• WHAT THE TASK REQUIRES: In the data below, find each line containing the string "debug" and return it.

• DATA:
#[async_trait]
impl NodeRepository for PgNodeRepository {
    fn provider_type(&self) -> &str {
        "postgres"
    }

    async fn health_check(&self) -> AppResult<bool> {
        sqlx::query_scalar::<_, i32>("SELECT 1")
            .fetch_one(&self.pool)
            .await
            .map(|v| v == 1)
            .map_err(|e| map_sqlx_error("Health check failed", e))
    }

    async fn find_by_id(&self, owner_id: &str, id: NodeId) -> AppResult<Option<Node>> {
        sqlx::query_as::<_, Node>("SELECT * FROM nodes WHERE id = $1 AND owner_id = $2")
            .bind(id)
            .bind(owner_id)
            .fetch_optional(&self.pool)
            .await
            .map_err(|e| map_sqlx_error("Failed to find node", e))
    }

    async fn list_children(
        &self,
        owner_id: &str,
        parent_id: Option<NodeId>,
        filter: ListFilter,
    ) -> AppResult<Vec<Node>> {
        let flags = match filter {
            ListFilter::Active => "NOT is_trashed",
            ListFilter::Starred => "is_starred AND NOT is_trashed",
            ListFilter::Trashed => "is_trashed",
        };
        let sql = format!(
            "SELECT * FROM nodes WHERE owner_id = $1 AND parent_id IS NOT DISTINCT FROM $2 \
             AND {flags} {ORDER_BY}"
        );
        sqlx::query_as::<_, Node>(&sql)
            .bind(owner_id)
            .bind(parent_id)
            .fetch_all(&self.pool)
            .await
            .map_err(|e| map_sqlx_error("Failed to list children", e))
    }

    async fn list_starred(&self, owner_id: &str) -> AppResult<Vec<Node>> {
        self.fetch_listing(
            format!("SELECT * FROM nodes WHERE owner_id = $1 AND is_starred AND NOT is_trashed {ORDER_BY}"),
            owner_id,
        )
        .await
    }

    async fn list_trash_roots(&self, owner_id: &str) -> AppResult<Vec<Node>> {
        self.fetch_listing(
            String::from(
                "SELECT n.* FROM nodes n LEFT JOIN nodes p ON p.id = n.parent_id \
                 WHERE n.owner_id = $1 AND n.is_trashed AND (p.id IS NULL OR NOT p.is_trashed) \
                 ORDER BY n.is_folder DESC, n.name COLLATE \"C\" ASC, n.created_at ASC, n.id ASC",
            ),
            owner_id,
        )
        .await
    }

    async fn ancestors(&self, owner_id: &str, id: NodeId) -> AppResult<Vec<Node>> {
        let rows = sqlx::query_as::<_, SubtreeRow>(
            "WITH RECURSIVE chain AS ( \
                SELECT n.*, 0 AS depth FROM nodes n WHERE n.id = $1 AND n.owner_id = $2 \
                UNION ALL \
                SELECT n.*, c.depth + 1 FROM nodes n \
                INNER JOIN chain c ON n.id = c.parent_id \
                WHERE n.owner_id = $2 AND c.depth < $3 \
             ) SELECT * FROM chain ORDER BY depth DESC",
        )
        .bind(id)
        .bind(owner_id)
        .bind(MAX_TREE_DEPTH as i32 - 1)
        .fetch_all(&self.pool)
        .await
        .map_err(|e| map_sqlx_error("Failed to find ancestors", e))?;

        if rows.is_empty() {
            return Err(node_not_found(id));
        }
        Ok(rows.into_iter().map(|r| r.node).collect())
    }

    async fn insert(&self, new: NewNode) -> AppResult<Node> {
        let mut tx = self.begin(&new.owner_id).await?;

        let path = match new.parent_id {
            Some(parent_id) => {
                let parent = require_parent_folder(
                    Self::lock_node(&mut tx, &new.owner_id, parent_id).await?,
                    parent_id,
                )?;
                ensure_depth(Self::chain_ids(&mut tx, &new.owner_id, parent_id).await?.len(), 0)?;
                Node::child_path(Some(&parent), &new.name)
            }
            None => Node::child_path(None, &new.name),
        };
        let node = new.into_node(path);

        let inserted = sqlx::query_as::<_, Node>(
            "INSERT INTO nodes (id, owner_id, parent_id, name, path, size_bytes, content_type, \
             storage_url, thumbnail_url, storage_key, is_folder, is_starred, is_trashed, \
             created_at, updated_at) \
             VALUES ($1, $2, $3, $4, $5, $6, $7, $8, $9, $10, $11, $12, $13, $14, $15) RETURNING *",
        )
        .bind(node.id)
        .bind(&node.owner_id)
        .bind(node.parent_id)
        .bind(&node.name)
        .bind(&node.path)
        .bind(node.size_bytes)
        .bind(&node.content_type)
        .bind(&node.storage_url)
        .bind(&node.thumbnail_url)
        .bind(&node.storage_key)
        .bind(node.is_folder)
        .bind(node.is_starred)
        .bind(node.is_trashed)
        .bind(node.created_at)
        .bind(node.updated_at)
        .fetch_one(&mut *tx)
        .await
        .map_err(|e| map_sqlx_error("Failed to insert node", e))?;

        Self::commit(tx).await?;
        debug!(node_id = %inserted.id, path = %inserted.path, "Inserted node");
        Ok(inserted)
    }

    async fn toggle_star(&self, owner_id: &str, id: NodeId) -> AppResult<Node> {
        let mut tx = self.begin(owner_id).await?;
        let starred = sqlx::query_as::<_, Node>(
            "UPDATE nodes SET is_starred = NOT is_starred, updated_at = NOW() \
             WHERE id = $1 AND owner_id = $2 RETURNING *",
        )
        .bind(id)
        .bind(owner_id)
        .fetch_optional(&mut *tx)
        .await
        .map_err(|e| map_sqlx_error("Failed to toggle star", e))?
        .ok_or_else(|| node_not_found(id))?;
        Self::commit(tx).await?;
        Ok(starred)
    }

    async fn set_trashed(&self, owner_id: &str, id: NodeId, trashed: bool) -> AppResult<Node> {
        let mut tx = self.begin(owner_id).await?;
        let node = Self::lock_node(&mut tx, owner_id, id)
            .await?
            .ok_or_else(|| node_not_found(id))?;

        if !trashed {
            if let Some(parent_id) = node.parent_id {
                let parent = Self::lock_node(&mut tx, owner_id, parent_id).await?;
                if parent.is_some_and(|p| p.is_trashed) {
                    return Err(AppError::invalid_operation(format!(
                        "Cannot restore {id} while its parent folder is in the trash"
                    )));
                }
            }
        }

        let affected = sqlx::query(
            "WITH RECURSIVE subtree AS ( \
                SELECT id FROM nodes WHERE id = $1 AND owner_id = $2 \
                UNION ALL \
                SELECT n.id FROM nodes n INNER JOIN subtree s ON n.parent_id = s.id \
                WHERE n.owner_id = $2 \
             ) UPDATE nodes SET is_trashed = $3, updated_at = NOW() \
             WHERE id IN (SELECT id FROM subtree)",
        )
        .bind(id)
        .bind(owner_id)
        .bind(trashed)
        .execute(&mut *tx)
        .await
        .map_err(|e| map_sqlx_error("Failed to update trash state", e))?
        .rows_affected();

        let updated = Self::lock_node(&mut tx, owner_id, id)
            .await?
            .ok_or_else(|| node_not_found(id))?;
        Self::commit(tx).await?;
        debug!(node_id = %id, trashed, affected, "Updated trash state");
        Ok(updated)
    }

    async fn move_node(
        &self,
        owner_id: &str,
        id: NodeId,
        new_parent_id: Option<NodeId>,
    ) -> AppResult<Node> {
        let mut tx = self.begin(owner_id).await?;
        let node = Self::lock_node(&mut tx, owner_id, id)
            .await?
            .ok_or_else(|| node_not_found(id))?;
        if node.is_trashed {
            return Err(AppError::invalid_operation(format!(
                "Cannot move {id} while it is in the trash"
            )));
        }

        let new_path = match new_parent_id {
            Some(parent_id) => {
                if parent_id == id {
                    return Err(AppError::invalid_operation("Cannot move a folder into itself"));
                }
                let parent = require_parent_folder(
                    Self::lock_node(&mut tx, owner_id, parent_id).await?,
                    parent_id,
                )?;
                let chain = Self::chain_ids(&mut tx, owner_id, parent_id).await?;
                if chain.contains(&id) {
                    return Err(AppError::invalid_operation(
                        "Cannot move a folder into one of its descendants",
                    ));
                }
                let height = Self::subtree_height(&mut tx, owner_id, id).await?;
                ensure_depth(chain.len(), height)?;
                Node::child_path(Some(&parent), &node.name)
            }
            None => Node::child_path(None, &node.name),
        };

        let moved = sqlx::query_as::<_, Node>(
            "UPDATE nodes SET parent_id = $3, path = $4, updated_at = NOW() \
             WHERE id = $1 AND owner_id = $2 RETURNING *",
        )
        .bind(id)
        .bind(owner_id)
        .bind(new_parent_id)
        .bind(&new_path)
        .fetch_one(&mut *tx)
        .await
        .map_err(|e| map_sqlx_error("Failed to move node", e))?;

        let rewritten =
            Self::rebase_descendants(&mut tx, owner_id, id, &node.path, &new_path).await?;
        Self::commit(tx).await?;
        debug!(node_id = %id, path = %moved.path, rewritten, "Moved node");
        Ok(moved)
    }

    async fn rename(&self, owner_id: &str, id: NodeId, name: &str) -> AppResult<Node> {
        let mut tx = self.begin(owner_id).await?;
        let node = Self::lock_node(&mut tx, owner_id, id)
            .await?
            .ok_or_else(|| node_not_found(id))?;
        let new_path = renamed_path(&node.path, name);

        let renamed = sqlx::query_as::<_, Node>(
            "UPDATE nodes SET name = $3, path = $4, updated_at = NOW() \
             WHERE id = $1 AND owner_id = $2 RETURNING *",
        )
        .bind(id)
        .bind(owner_id)
        .bind(name)
        .bind(&new_path)
        .fetch_one(&mut *tx)
        .await
        .map_err(|e| map_sqlx_error("Failed to rename node", e))?;

        Self::rebase_descendants(&mut tx, owner_id, id, &node.path, &new_path).await?;
        Self::commit(tx).await?;
        Ok(renamed)
    }

    async fn delete_subtree(&self, owner_id: &str, id: NodeId) -> AppResult<Vec<Node>> {
        let mut tx = self.begin(owner_id).await?;
        let rows = sqlx::query_as::<_, SubtreeRow>(
            "WITH RECURSIVE subtree AS ( \
                SELECT n.*, 0 AS depth FROM nodes n WHERE n.id = $1 AND n.owner_id = $2 \
                UNION ALL \
                SELECT n.*, s.depth + 1 FROM nodes n INNER JOIN subtree s ON n.parent_id = s.id \
                WHERE n.owner_id = $2 \
             ) SELECT * FROM subtree ORDER BY depth DESC",
        )
        .bind(id)
        .bind(owner_id)
        .fetch_all(&mut *tx)
        .await
        .map_err(|e| map_sqlx_error("Failed to load subtree", e))?;

        if rows.is_empty() {
            return Err(node_not_found(id));
        }
        if rows.iter().any(|r| !r.node.is_trashed) {
            return Err(AppError::invalid_operation(format!(
                "Node {id} and all of its contents must be in the trash before deletion"
            )));
        }

        // One statement per depth level, deepest first, keeps the
        // parent_id foreign key satisfied after every statement.
        for level in rows.chunk_by(|a, b| a.depth == b.depth) {
            let ids: Vec<Uuid> = level.iter().map(|r| r.node.id.into_uuid()).collect();
            Self::delete_ids(&mut tx, owner_id, &ids).await?;
        }

        Self::commit(tx).await?;
        Ok(rows.into_iter().map(|r| r.node).collect())
    }
}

• WRITTEN ANSWER:
        debug!(node_id = %inserted.id, path = %inserted.path, "Inserted node");
        debug!(node_id = %id, trashed, affected, "Updated trash state");
        debug!(node_id = %id, path = %moved.path, rewritten, "Moved node");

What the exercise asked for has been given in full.